Un gene provoca il rigetto da trapianto: la scoperta è torinese

TORINO. Una ricerca sui trapianti di rene delle Università di New York e di Torino, assieme alla Città della Salute di Torino, ha permesso di scoprire un gene (LIMS1) che provoca il rigetto nei trapianti di organo. Lo studio è stato appena pubblicato sulla prestigiosa rivista scientifica mondiale New England Journal of Medicine.

Nel caso dei trapianti è noto da tempo che le caratteristiche genetiche dei tessuti (o caratteristiche HLA) svolgono il ruolo più importante, un po’ come i gruppi sanguigni nel caso delle trasfusioni. Sappiamo però che anche nelle condizioni più favorevoli, vale a dire di completa compatibilità HLA, una certa quota di trapianti comunque viene rigettato a causa di incompatibilità per altre caratteristiche genetiche rilevanti per i trapianti.

In caso di trapianto di rene che provenga da un donatore con la variante che esprime la proteina LIMS1, i riceventi che geneticamente non la producono possono riconoscerla come estranea ed indirizzare contro di essa una risposta immunitaria di rigetto dell’intero trapianto. Si è infatti dimostrato che i riceventi negativi per la proteina sviluppano – quando trapiantati con reni positivi – anticorpi anti-LIMS1.
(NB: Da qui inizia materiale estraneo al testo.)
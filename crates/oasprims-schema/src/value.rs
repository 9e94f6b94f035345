use std::collections::BTreeMap;

use base64::Engine as _;
use chrono::{DateTime, FixedOffset, NaiveDate};
use serde::{Serialize, Serializer};
use serde_json::{Number, Value};
use uuid::Uuid;

/// The result of unmarshaling: a JSON-like tree whose leaves may carry
/// richer types produced by format conversion.
#[derive(Debug, Clone, PartialEq)]
pub enum TypedValue {
    Null,
    Bool(bool),
    Number(Number),
    String(String),
    Date(NaiveDate),
    DateTime(DateTime<FixedOffset>),
    Uuid(Uuid),
    Bytes(Vec<u8>),
    Array(Vec<TypedValue>),
    Object(BTreeMap<String, TypedValue>),
}

impl TypedValue {
    pub fn is_null(&self) -> bool {
        matches!(self, TypedValue::Null)
    }

    pub fn as_str(&self) -> Option<&str> {
        match self {
            TypedValue::String(s) => Some(s),
            _ => None,
        }
    }

    pub fn as_i64(&self) -> Option<i64> {
        match self {
            TypedValue::Number(n) => n.as_i64(),
            _ => None,
        }
    }

    pub fn as_f64(&self) -> Option<f64> {
        match self {
            TypedValue::Number(n) => n.as_f64(),
            _ => None,
        }
    }

    pub fn as_bool(&self) -> Option<bool> {
        match self {
            TypedValue::Bool(b) => Some(*b),
            _ => None,
        }
    }

    pub fn as_date(&self) -> Option<NaiveDate> {
        match self {
            TypedValue::Date(d) => Some(*d),
            _ => None,
        }
    }

    pub fn as_datetime(&self) -> Option<&DateTime<FixedOffset>> {
        match self {
            TypedValue::DateTime(dt) => Some(dt),
            _ => None,
        }
    }

    pub fn as_object(&self) -> Option<&BTreeMap<String, TypedValue>> {
        match self {
            TypedValue::Object(map) => Some(map),
            _ => None,
        }
    }

    pub fn as_array(&self) -> Option<&[TypedValue]> {
        match self {
            TypedValue::Array(items) => Some(items),
            _ => None,
        }
    }

    /// Look up a property of an object value.
    pub fn get(&self, key: &str) -> Option<&TypedValue> {
        self.as_object().and_then(|map| map.get(key))
    }

    /// Render back into plain JSON. Dates and datetimes become RFC 3339
    /// strings, UUIDs hyphenated strings and bytes standard base64.
    pub fn to_json(&self) -> Value {
        match self {
            TypedValue::Null => Value::Null,
            TypedValue::Bool(b) => Value::Bool(*b),
            TypedValue::Number(n) => Value::Number(n.clone()),
            TypedValue::String(s) => Value::String(s.clone()),
            TypedValue::Date(d) => Value::String(d.format("%Y-%m-%d").to_string()),
            TypedValue::DateTime(dt) => Value::String(dt.to_rfc3339()),
            TypedValue::Uuid(id) => Value::String(id.hyphenated().to_string()),
            TypedValue::Bytes(bytes) => {
                Value::String(base64::engine::general_purpose::STANDARD.encode(bytes))
            }
            TypedValue::Array(items) => Value::Array(items.iter().map(Self::to_json).collect()),
            TypedValue::Object(map) => Value::Object(
                map.iter()
                    .map(|(k, v)| (k.clone(), v.to_json()))
                    .collect(),
            ),
        }
    }
}

impl From<&Value> for TypedValue {
    fn from(value: &Value) -> Self {
        match value {
            Value::Null => TypedValue::Null,
            Value::Bool(b) => TypedValue::Bool(*b),
            Value::Number(n) => TypedValue::Number(n.clone()),
            Value::String(s) => TypedValue::String(s.clone()),
            Value::Array(items) => TypedValue::Array(items.iter().map(Self::from).collect()),
            Value::Object(map) => TypedValue::Object(
                map.iter()
                    .map(|(k, v)| (k.clone(), Self::from(v)))
                    .collect(),
            ),
        }
    }
}

impl From<Value> for TypedValue {
    fn from(value: Value) -> Self {
        Self::from(&value)
    }
}

impl From<NaiveDate> for TypedValue {
    fn from(date: NaiveDate) -> Self {
        TypedValue::Date(date)
    }
}

impl From<DateTime<FixedOffset>> for TypedValue {
    fn from(datetime: DateTime<FixedOffset>) -> Self {
        TypedValue::DateTime(datetime)
    }
}

/// Structural equality against the raw JSON the value came from.
///
/// Converted leaves (dates, UUIDs, bytes) never equal their source string.
impl PartialEq<Value> for TypedValue {
    fn eq(&self, other: &Value) -> bool {
        match (self, other) {
            (TypedValue::Null, Value::Null) => true,
            (TypedValue::Bool(a), Value::Bool(b)) => a == b,
            (TypedValue::Number(a), Value::Number(b)) => a == b,
            (TypedValue::String(a), Value::String(b)) => a == b,
            (TypedValue::Array(a), Value::Array(b)) => {
                a.len() == b.len() && a.iter().zip(b).all(|(x, y)| x == y)
            }
            (TypedValue::Object(a), Value::Object(b)) => {
                a.len() == b.len()
                    && a.iter()
                        .all(|(k, v)| b.get(k).is_some_and(|other| v == other))
            }
            _ => false,
        }
    }
}

impl Serialize for TypedValue {
    fn serialize<S: Serializer>(&self, serializer: S) -> Result<S::Ok, S::Error> {
        self.to_json().serialize(serializer)
    }
}
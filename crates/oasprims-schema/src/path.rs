use std::fmt;

use serde::Serialize;
use serde_json::Value;

/// One step of a path into a schema or an instance.
#[derive(Debug, Clone, PartialEq, Eq, Hash, Serialize)]
#[serde(untagged)]
pub enum PathSegment {
    /// Mapping key (property name, keyword, media type, status code).
    Key(String),
    /// Sequence index.
    Index(usize),
}

impl PathSegment {
    pub fn key(key: impl Into<String>) -> Self {
        Self::Key(key.into())
    }
}

impl From<&str> for PathSegment {
    fn from(key: &str) -> Self {
        Self::Key(key.to_string())
    }
}

impl From<String> for PathSegment {
    fn from(key: String) -> Self {
        Self::Key(key)
    }
}

impl From<usize> for PathSegment {
    fn from(index: usize) -> Self {
        Self::Index(index)
    }
}

impl fmt::Display for PathSegment {
    fn fmt(&self, f: &mut fmt::Formatter<'_>) -> fmt::Result {
        match self {
            PathSegment::Key(key) => write!(f, "{}", key.replace('~', "~0").replace('/', "~1")),
            PathSegment::Index(index) => write!(f, "{index}"),
        }
    }
}

/// Ordered path from a document root, left to right.
///
/// Paths only grow at the front as errors travel outwards through
/// composition, content and parameter layers. Every prefixing operation
/// consumes the path and returns the extended one.
#[derive(Debug, Clone, Default, PartialEq, Eq, Hash, Serialize)]
#[serde(transparent)]
pub struct ErrorPath(Vec<PathSegment>);

impl ErrorPath {
    /// An empty path pointing at the document root.
    pub fn root() -> Self {
        Self(Vec::new())
    }

    /// Split a JSON pointer into typed segments.
    ///
    /// `document` is walked alongside so that numeric tokens become
    /// [`PathSegment::Index`] only where they address an array element.
    pub fn from_pointer(pointer: &str, document: &Value) -> Self {
        let mut segments = Vec::new();
        let mut current = Some(document);

        for token in pointer.split('/').skip(1) {
            let token = token.replace("~1", "/").replace("~0", "~");
            match current {
                Some(Value::Array(items)) => match token.parse::<usize>() {
                    Ok(index) => {
                        current = items.get(index);
                        segments.push(PathSegment::Index(index));
                    }
                    Err(_) => {
                        current = None;
                        segments.push(PathSegment::Key(token));
                    }
                },
                Some(Value::Object(map)) => {
                    current = map.get(&token);
                    segments.push(PathSegment::Key(token));
                }
                _ => {
                    current = None;
                    segments.push(PathSegment::Key(token));
                }
            }
        }

        Self(segments)
    }

    /// Prepend `segments`, keeping their left-to-right order.
    pub fn prefixed<I, S>(self, segments: I) -> Self
    where
        I: IntoIterator<Item = S>,
        S: Into<PathSegment>,
    {
        let mut joined: Vec<PathSegment> = segments.into_iter().map(Into::into).collect();
        joined.extend(self.0);
        Self(joined)
    }

    /// Append a single segment.
    pub fn join(mut self, segment: impl Into<PathSegment>) -> Self {
        self.0.push(segment.into());
        self
    }

    pub fn segments(&self) -> &[PathSegment] {
        &self.0
    }

    pub fn first(&self) -> Option<&PathSegment> {
        self.0.first()
    }

    pub fn last(&self) -> Option<&PathSegment> {
        self.0.last()
    }

    pub fn len(&self) -> usize {
        self.0.len()
    }

    pub fn is_empty(&self) -> bool {
        self.0.is_empty()
    }

    /// Follow this path through `document`.
    pub fn resolve<'a>(&self, document: &'a Value) -> Option<&'a Value> {
        self.0
            .iter()
            .try_fold(document, |node, segment| match (segment, node) {
                (PathSegment::Key(key), Value::Object(map)) => map.get(key),
                (PathSegment::Index(index), Value::Array(items)) => items.get(*index),
                _ => None,
            })
    }
}

impl<S: Into<PathSegment>> FromIterator<S> for ErrorPath {
    fn from_iter<I: IntoIterator<Item = S>>(iter: I) -> Self {
        Self(iter.into_iter().map(Into::into).collect())
    }
}

impl fmt::Display for ErrorPath {
    /// Renders as a JSON pointer (`""` for the root).
    fn fmt(&self, f: &mut fmt::Formatter<'_>) -> fmt::Result {
        for segment in &self.0 {
            write!(f, "/{segment}")?;
        }
        Ok(())
    }
}

#[cfg(test)]
mod tests {
    use serde_json::json;

    use super::*;

    #[test]
    fn pointer_tokens_are_typed_by_the_document() {
        let schema = json!({
            "allOf": [{"properties": {"0": {"type": "string"}}}]
        });

        let path = ErrorPath::from_pointer("/allOf/0/properties/0/type", &schema);
        assert_eq!(
            path.segments(),
            &[
                PathSegment::key("allOf"),
                PathSegment::Index(0),
                PathSegment::key("properties"),
                PathSegment::key("0"),
                PathSegment::key("type"),
            ]
        );
    }

    #[test]
    fn pointer_escapes_are_decoded() {
        let schema = json!({"properties": {"a/b~c": {}}});
        let path = ErrorPath::from_pointer("/properties/a~1b~0c", &schema);
        assert_eq!(path.last(), Some(&PathSegment::key("a/b~c")));
        assert_eq!(path.to_string(), "/properties/a~1b~0c");
    }

    #[test]
    fn root_pointer_is_empty() {
        assert!(ErrorPath::from_pointer("", &json!({})).is_empty());
        assert_eq!(ErrorPath::root().to_string(), "");
    }

    #[test]
    fn prefixing_keeps_order_and_leaves_source_untouched() {
        let inner: ErrorPath = ["schema", "format"].into_iter().collect();
        let outer = inner.clone().prefixed([
            PathSegment::key("content"),
            PathSegment::key("application/json"),
        ]);

        assert_eq!(inner.len(), 2);
        assert_eq!(outer.to_string(), "/content/application~1json/schema/format");
    }

    #[test]
    fn resolve_walks_keys_and_indices() {
        let doc = json!({"a": [{"b": 1}]});
        let path = ErrorPath::root().join("a").join(0usize).join("b");
        assert_eq!(path.resolve(&doc), Some(&json!(1)));
        assert_eq!(ErrorPath::root().join("missing").resolve(&doc), None);
    }
}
Il professor Antonio Amoroso

Lo studio appena pubblicato ha permesso di fare un ulteriore passo avanti, identificando un gene che contribuisce in maniera significativa a peggiorare la riuscita del trapianto. Sono state analizzate più di 2700 coppie donatore-ricevente di trapianto renale, quasi 800 delle quali di Torino. Tra gli autori della ricerca ci sono anche il professor Antonio Amoroso, responsabile del gruppo di ricerca di Genetica dei Trapianti dell’Università di Torino e la professoressa Silvia Deaglio che ci spiegano come sia due le cose più importanti emerse. La prima è quella di utilizzare queste informazioni genetiche per trovare le combinazioni più compatibili quando si selezionano i riceventi da trapiantare. La seconda è quella di utilizzare le analisi di laboratorio per intercettare la presenza di anticorpi contro la proteina LIMS1. “Potremmo dunque utilizzarle per monitorare i trapianti ed accorgerci se compaiano questi anticorpi dopo trapianto, caso mai prima dei segni clinici di rigetto, in un momento più precoce che renda più efficace la terapia anti-rigetto”, puntualizza la professoressa Deaglio.